*DATA UNDER STUDY*

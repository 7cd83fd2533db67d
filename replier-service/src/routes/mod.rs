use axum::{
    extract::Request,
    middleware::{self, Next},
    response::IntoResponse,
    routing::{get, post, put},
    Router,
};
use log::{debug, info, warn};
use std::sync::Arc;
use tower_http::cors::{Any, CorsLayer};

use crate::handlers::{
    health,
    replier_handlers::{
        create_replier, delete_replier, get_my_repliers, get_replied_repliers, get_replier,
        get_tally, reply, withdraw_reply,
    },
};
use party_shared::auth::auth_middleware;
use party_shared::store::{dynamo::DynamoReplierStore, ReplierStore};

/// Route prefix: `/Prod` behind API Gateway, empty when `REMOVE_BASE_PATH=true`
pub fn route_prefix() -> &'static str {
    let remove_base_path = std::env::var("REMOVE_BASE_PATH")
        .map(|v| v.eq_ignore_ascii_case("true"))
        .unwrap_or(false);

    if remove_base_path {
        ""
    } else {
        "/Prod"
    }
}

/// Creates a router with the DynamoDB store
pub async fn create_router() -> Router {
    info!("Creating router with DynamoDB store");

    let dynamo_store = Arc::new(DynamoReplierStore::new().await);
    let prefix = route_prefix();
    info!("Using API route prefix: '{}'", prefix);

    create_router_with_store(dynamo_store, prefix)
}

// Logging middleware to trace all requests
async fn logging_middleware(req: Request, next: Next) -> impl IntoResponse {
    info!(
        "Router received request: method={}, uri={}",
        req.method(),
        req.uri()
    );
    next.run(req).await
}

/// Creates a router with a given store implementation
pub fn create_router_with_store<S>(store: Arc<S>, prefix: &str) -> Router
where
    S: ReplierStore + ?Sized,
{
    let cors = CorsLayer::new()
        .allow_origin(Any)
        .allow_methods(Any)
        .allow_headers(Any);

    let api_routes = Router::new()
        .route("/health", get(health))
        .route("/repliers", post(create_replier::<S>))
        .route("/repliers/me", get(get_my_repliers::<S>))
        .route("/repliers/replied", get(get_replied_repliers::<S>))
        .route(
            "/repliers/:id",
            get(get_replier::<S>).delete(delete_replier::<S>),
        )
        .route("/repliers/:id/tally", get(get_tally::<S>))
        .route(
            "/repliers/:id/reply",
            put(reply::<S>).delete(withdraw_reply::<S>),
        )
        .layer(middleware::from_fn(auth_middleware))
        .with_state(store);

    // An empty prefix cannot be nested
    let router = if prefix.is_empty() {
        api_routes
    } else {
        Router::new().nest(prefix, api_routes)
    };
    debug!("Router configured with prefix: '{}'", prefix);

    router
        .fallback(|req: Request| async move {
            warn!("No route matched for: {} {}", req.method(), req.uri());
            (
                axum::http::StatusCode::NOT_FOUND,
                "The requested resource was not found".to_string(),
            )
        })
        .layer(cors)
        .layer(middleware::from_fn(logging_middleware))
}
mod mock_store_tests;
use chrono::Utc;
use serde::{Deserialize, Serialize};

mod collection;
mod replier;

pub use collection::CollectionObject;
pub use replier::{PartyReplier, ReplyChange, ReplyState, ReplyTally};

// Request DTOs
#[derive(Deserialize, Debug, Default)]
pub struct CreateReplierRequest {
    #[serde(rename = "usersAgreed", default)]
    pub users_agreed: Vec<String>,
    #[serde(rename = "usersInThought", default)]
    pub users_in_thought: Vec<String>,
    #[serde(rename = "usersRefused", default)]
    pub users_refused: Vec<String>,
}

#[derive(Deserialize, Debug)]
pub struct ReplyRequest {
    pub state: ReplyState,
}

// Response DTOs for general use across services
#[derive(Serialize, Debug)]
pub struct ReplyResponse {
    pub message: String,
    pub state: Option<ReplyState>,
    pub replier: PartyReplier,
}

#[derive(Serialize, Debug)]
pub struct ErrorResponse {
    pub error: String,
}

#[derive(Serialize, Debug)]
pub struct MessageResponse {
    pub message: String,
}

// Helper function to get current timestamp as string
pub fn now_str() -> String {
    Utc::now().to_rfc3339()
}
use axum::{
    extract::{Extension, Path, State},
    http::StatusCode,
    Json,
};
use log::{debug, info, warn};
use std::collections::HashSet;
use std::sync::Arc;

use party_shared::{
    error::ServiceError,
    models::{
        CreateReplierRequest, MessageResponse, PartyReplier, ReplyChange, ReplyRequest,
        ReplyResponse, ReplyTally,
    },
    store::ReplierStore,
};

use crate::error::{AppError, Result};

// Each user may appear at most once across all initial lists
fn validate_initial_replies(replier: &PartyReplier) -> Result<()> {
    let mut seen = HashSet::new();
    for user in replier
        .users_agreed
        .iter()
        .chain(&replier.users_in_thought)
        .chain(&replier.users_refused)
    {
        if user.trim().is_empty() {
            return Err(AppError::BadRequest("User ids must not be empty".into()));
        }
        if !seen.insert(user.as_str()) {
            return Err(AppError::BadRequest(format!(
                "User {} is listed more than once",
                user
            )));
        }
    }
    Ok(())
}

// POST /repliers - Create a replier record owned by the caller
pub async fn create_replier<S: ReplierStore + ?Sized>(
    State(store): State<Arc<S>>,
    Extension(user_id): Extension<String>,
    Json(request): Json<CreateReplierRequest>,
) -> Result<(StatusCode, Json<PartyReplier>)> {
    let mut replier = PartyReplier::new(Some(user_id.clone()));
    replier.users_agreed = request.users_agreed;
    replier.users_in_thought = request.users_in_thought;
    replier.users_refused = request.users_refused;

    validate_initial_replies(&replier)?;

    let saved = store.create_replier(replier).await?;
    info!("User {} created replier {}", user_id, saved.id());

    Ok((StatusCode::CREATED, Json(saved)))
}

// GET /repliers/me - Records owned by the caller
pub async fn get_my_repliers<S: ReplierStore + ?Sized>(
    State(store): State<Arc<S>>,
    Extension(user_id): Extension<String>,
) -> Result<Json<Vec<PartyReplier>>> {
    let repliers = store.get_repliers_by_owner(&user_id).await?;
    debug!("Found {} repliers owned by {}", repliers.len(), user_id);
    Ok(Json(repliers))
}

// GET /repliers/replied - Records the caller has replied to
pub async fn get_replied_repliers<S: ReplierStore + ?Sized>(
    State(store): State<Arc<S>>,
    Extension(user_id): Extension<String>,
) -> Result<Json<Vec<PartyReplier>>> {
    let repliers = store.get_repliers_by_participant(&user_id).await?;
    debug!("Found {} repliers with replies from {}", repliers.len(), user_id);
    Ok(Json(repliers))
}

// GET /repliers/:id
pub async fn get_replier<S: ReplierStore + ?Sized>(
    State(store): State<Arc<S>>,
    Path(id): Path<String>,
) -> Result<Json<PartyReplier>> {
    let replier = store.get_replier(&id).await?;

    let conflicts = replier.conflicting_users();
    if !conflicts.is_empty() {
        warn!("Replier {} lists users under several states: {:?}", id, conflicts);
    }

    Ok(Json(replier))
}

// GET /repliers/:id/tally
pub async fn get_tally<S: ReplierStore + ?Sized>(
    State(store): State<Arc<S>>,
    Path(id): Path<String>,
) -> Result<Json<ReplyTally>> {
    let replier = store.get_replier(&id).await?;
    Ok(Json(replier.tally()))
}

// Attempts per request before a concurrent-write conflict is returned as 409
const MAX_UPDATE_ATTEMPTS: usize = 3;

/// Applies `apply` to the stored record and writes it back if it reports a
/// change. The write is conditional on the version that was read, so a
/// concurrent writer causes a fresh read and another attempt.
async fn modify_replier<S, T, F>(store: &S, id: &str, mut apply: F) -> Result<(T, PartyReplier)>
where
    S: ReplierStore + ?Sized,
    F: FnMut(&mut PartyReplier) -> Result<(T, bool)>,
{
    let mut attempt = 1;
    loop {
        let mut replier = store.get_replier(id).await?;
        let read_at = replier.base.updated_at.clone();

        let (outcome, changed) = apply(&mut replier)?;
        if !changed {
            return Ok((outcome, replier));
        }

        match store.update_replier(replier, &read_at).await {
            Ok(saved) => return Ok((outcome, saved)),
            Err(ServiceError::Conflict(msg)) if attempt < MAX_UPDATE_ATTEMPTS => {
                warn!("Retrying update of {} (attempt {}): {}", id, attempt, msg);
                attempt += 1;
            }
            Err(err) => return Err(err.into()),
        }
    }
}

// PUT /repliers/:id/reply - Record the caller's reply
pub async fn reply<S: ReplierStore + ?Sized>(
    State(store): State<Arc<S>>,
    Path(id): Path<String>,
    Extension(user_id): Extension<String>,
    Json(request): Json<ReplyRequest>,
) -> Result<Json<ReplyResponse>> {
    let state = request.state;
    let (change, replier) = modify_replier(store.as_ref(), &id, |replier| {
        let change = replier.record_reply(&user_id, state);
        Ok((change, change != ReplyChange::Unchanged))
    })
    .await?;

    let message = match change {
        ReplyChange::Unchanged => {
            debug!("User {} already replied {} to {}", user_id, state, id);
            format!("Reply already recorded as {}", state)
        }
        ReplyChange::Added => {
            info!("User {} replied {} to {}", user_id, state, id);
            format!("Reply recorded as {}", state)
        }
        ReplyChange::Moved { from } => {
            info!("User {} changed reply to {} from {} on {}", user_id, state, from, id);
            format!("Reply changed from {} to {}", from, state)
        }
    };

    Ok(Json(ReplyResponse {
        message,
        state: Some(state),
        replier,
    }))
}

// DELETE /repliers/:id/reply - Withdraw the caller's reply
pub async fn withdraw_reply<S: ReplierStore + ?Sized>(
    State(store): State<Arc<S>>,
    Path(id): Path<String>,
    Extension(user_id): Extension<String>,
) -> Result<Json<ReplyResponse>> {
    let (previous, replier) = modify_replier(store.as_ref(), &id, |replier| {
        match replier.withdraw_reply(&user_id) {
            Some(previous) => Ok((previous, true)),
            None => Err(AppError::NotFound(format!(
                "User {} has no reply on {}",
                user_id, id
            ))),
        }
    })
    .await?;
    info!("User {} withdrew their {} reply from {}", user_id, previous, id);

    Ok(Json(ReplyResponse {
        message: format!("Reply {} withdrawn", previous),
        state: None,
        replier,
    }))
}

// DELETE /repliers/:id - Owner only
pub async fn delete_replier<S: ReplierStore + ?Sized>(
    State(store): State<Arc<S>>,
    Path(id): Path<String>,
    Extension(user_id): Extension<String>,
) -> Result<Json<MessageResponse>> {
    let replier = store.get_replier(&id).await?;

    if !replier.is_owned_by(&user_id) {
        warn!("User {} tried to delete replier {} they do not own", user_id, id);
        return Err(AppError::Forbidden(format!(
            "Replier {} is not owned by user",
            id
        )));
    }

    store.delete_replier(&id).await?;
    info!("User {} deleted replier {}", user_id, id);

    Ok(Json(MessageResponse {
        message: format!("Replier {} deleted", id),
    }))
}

*WORK TASK*
Where the listing above reaches the line that contains "let mut attempt = 1;", start retyping, and finish with the line that contains "return Ok((outcome, replier));"; reproduce those lines exactly and no others.

*TASK RESULT*
    let mut attempt = 1;
    loop {
        let mut replier = store.get_replier(id).await?;
        let read_at = replier.base.updated_at.clone();

        let (outcome, changed) = apply(&mut replier)?;
        if !changed {
            return Ok((outcome, replier));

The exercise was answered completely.